▼

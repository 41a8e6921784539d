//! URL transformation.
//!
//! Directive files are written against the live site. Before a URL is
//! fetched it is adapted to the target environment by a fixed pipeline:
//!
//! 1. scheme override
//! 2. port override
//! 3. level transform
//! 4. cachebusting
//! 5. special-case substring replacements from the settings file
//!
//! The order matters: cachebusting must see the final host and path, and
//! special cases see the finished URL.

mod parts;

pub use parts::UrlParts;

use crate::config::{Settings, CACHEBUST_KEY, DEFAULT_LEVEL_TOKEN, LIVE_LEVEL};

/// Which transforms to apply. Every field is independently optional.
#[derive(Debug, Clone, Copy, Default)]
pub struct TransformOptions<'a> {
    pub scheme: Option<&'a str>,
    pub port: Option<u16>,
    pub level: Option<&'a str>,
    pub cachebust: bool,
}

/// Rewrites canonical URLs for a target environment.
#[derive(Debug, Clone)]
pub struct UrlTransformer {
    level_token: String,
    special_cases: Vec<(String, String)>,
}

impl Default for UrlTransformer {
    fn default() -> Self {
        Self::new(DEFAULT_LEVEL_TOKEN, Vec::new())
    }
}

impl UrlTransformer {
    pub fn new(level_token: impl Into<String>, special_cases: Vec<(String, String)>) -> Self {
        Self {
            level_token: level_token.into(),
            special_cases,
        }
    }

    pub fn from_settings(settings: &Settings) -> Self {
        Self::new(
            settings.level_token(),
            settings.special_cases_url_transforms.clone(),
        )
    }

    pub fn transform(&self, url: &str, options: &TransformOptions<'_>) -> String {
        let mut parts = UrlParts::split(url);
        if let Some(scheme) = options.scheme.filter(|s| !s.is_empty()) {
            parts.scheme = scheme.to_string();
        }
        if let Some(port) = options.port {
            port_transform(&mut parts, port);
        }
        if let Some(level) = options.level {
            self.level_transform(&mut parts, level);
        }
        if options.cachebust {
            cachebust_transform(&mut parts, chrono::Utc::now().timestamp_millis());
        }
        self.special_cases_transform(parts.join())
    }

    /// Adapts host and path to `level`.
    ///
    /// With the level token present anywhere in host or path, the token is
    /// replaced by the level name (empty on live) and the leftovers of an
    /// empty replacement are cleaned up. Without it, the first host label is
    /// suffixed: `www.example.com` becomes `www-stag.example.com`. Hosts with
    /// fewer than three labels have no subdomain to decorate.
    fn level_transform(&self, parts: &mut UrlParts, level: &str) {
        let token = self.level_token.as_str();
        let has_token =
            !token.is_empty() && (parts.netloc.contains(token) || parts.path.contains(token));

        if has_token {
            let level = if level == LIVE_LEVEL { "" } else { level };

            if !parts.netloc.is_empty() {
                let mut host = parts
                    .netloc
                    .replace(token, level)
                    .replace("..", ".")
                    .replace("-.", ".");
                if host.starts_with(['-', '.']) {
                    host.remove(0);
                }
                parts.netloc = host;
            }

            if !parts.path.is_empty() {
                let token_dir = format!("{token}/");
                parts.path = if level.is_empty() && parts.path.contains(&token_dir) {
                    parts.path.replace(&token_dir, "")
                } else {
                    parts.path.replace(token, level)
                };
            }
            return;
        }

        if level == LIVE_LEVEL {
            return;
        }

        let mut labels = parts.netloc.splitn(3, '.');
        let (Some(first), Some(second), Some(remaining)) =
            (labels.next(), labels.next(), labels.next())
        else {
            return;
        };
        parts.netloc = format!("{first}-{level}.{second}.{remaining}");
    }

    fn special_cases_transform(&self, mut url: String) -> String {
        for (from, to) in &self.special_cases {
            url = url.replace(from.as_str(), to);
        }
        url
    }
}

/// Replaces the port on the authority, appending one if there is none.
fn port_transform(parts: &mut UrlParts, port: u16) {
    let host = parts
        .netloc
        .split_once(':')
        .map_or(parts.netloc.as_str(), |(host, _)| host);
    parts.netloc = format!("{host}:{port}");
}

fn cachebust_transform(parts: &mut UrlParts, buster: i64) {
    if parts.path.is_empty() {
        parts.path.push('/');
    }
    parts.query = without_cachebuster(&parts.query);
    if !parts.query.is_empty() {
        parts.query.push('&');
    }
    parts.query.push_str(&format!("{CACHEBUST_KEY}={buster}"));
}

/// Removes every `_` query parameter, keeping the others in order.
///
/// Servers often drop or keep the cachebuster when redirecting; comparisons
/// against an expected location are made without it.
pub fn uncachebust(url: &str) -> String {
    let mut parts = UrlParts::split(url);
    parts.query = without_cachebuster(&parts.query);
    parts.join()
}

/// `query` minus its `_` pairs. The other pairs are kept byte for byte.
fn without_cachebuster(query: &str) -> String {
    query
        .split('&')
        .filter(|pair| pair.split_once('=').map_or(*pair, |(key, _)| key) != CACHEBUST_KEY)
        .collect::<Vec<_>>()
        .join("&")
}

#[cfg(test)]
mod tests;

▲
▼

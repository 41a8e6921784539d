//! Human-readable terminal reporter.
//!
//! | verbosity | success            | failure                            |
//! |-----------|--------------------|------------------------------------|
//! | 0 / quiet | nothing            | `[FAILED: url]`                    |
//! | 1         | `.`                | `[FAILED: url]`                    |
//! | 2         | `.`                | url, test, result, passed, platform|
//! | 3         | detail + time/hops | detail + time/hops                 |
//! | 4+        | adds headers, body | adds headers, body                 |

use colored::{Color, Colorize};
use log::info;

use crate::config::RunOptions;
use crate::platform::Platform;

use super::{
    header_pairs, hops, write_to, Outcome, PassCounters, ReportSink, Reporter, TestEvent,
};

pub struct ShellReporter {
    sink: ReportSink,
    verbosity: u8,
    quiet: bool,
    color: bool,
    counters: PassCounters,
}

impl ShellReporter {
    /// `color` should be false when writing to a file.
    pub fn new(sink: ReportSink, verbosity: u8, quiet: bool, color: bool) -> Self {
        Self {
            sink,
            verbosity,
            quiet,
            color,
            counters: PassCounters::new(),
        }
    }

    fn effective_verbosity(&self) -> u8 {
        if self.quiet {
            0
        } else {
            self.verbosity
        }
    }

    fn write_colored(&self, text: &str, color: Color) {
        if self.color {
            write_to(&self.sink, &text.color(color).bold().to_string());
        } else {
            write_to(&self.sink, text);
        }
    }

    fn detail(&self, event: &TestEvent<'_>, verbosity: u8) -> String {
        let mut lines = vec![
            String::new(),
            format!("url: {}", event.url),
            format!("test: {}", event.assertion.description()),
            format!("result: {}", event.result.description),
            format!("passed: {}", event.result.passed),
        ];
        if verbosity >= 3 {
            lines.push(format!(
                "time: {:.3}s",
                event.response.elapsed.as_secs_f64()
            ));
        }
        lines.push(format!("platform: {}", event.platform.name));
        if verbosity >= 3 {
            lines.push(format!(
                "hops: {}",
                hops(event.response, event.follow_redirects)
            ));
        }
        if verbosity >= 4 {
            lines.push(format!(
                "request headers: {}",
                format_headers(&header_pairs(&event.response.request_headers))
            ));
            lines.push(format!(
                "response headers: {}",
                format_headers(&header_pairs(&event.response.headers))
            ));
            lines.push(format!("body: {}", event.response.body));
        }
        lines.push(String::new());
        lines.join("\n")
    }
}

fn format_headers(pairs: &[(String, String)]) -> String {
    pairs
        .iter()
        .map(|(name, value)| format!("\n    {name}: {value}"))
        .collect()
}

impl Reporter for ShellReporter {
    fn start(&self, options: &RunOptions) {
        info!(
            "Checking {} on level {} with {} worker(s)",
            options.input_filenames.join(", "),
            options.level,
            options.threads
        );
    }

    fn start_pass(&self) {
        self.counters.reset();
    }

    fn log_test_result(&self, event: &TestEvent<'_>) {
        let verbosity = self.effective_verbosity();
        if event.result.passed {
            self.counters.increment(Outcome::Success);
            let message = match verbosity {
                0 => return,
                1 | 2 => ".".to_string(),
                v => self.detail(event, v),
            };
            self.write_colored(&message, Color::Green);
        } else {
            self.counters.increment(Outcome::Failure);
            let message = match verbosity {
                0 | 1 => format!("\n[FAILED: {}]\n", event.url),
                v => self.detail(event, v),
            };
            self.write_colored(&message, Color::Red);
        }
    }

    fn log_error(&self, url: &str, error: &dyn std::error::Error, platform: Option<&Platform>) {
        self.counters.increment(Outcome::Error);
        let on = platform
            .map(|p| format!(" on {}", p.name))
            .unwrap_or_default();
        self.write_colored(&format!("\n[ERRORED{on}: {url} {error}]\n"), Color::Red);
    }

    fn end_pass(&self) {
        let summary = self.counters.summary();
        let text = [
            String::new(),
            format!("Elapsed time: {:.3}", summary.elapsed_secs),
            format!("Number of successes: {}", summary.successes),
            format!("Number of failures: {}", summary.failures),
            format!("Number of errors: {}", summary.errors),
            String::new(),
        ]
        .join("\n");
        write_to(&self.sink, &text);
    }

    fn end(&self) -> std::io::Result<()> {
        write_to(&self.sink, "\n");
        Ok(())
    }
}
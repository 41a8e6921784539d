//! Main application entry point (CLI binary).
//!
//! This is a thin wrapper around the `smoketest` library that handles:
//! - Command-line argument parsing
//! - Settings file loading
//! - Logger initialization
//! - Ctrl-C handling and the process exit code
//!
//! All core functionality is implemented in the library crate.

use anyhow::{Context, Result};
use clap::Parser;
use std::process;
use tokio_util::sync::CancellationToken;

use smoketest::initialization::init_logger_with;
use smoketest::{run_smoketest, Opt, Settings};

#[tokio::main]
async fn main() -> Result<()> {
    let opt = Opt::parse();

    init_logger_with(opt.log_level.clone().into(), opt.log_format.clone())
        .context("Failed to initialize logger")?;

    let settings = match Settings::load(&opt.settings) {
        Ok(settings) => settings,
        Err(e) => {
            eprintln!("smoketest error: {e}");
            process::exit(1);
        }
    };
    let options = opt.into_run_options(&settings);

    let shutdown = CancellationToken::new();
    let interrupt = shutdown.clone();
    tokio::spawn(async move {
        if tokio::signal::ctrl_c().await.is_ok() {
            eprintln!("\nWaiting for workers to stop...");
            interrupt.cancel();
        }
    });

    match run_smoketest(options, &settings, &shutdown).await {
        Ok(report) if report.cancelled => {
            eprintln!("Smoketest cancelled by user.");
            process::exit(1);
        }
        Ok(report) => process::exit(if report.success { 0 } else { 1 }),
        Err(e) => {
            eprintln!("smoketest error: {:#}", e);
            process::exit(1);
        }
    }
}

▲
▼

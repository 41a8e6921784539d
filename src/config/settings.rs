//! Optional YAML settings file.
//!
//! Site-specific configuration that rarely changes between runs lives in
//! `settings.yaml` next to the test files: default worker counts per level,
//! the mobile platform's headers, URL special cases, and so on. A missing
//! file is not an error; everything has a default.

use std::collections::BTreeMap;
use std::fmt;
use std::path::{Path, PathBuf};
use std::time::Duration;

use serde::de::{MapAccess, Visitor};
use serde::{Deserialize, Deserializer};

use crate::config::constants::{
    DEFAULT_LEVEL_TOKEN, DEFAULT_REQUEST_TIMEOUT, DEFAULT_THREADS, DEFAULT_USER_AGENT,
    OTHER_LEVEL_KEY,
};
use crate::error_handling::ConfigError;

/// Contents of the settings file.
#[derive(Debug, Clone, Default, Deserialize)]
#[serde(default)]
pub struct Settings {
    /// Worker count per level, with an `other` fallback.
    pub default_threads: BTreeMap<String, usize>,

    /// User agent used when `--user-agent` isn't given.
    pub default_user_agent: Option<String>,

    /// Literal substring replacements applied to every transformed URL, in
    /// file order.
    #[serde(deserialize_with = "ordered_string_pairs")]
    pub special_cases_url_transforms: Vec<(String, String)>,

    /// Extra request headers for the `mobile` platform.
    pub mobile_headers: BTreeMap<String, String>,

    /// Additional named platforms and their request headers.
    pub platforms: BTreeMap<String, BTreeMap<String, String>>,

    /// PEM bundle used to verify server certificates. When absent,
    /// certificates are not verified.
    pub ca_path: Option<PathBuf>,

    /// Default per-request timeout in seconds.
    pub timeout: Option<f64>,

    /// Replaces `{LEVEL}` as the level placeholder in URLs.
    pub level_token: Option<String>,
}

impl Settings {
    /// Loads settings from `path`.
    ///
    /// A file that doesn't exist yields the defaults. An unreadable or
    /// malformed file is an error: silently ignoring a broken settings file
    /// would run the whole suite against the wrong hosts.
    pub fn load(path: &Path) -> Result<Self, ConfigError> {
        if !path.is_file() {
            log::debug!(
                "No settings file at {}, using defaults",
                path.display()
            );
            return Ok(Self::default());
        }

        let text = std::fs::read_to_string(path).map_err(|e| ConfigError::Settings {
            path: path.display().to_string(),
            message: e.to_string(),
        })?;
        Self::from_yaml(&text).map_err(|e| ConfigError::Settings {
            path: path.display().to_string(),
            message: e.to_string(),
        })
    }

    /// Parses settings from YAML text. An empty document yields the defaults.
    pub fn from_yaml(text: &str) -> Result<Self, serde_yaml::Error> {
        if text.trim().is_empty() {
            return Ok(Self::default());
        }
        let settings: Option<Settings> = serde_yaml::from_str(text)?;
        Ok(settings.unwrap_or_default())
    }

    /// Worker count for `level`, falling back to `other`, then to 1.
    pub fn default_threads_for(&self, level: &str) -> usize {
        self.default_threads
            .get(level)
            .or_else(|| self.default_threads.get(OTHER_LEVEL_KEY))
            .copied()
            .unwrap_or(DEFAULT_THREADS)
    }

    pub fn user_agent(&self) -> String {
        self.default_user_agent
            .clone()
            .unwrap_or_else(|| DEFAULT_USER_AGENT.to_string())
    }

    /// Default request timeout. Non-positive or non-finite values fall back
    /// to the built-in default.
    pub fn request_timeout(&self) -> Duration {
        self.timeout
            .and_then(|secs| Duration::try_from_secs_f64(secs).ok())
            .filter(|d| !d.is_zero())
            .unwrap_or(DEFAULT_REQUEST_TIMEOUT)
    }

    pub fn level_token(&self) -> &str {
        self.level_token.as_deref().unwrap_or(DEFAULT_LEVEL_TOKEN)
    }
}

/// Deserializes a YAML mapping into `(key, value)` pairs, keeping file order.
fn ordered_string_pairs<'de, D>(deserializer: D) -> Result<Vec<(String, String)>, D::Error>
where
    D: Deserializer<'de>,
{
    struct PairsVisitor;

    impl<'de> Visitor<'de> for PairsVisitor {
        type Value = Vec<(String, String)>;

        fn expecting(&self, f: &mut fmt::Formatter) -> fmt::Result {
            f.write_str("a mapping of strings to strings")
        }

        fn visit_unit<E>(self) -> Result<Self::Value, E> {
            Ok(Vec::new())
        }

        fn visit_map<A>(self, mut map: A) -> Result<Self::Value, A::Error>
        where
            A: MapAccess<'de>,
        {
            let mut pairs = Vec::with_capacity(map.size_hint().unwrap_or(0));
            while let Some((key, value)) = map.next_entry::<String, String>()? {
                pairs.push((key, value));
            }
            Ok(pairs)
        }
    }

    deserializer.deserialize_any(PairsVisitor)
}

▲

**What the task requires:**
Scan the listing for the word "TestEvent". Copy every line in which it appears.

**Response:**
    header_pairs, hops, write_to, Outcome, PassCounters, ReportSink, Reporter, TestEvent,
    fn detail(&self, event: &TestEvent<'_>, verbosity: u8) -> String {
    fn log_test_result(&self, event: &TestEvent<'_>) {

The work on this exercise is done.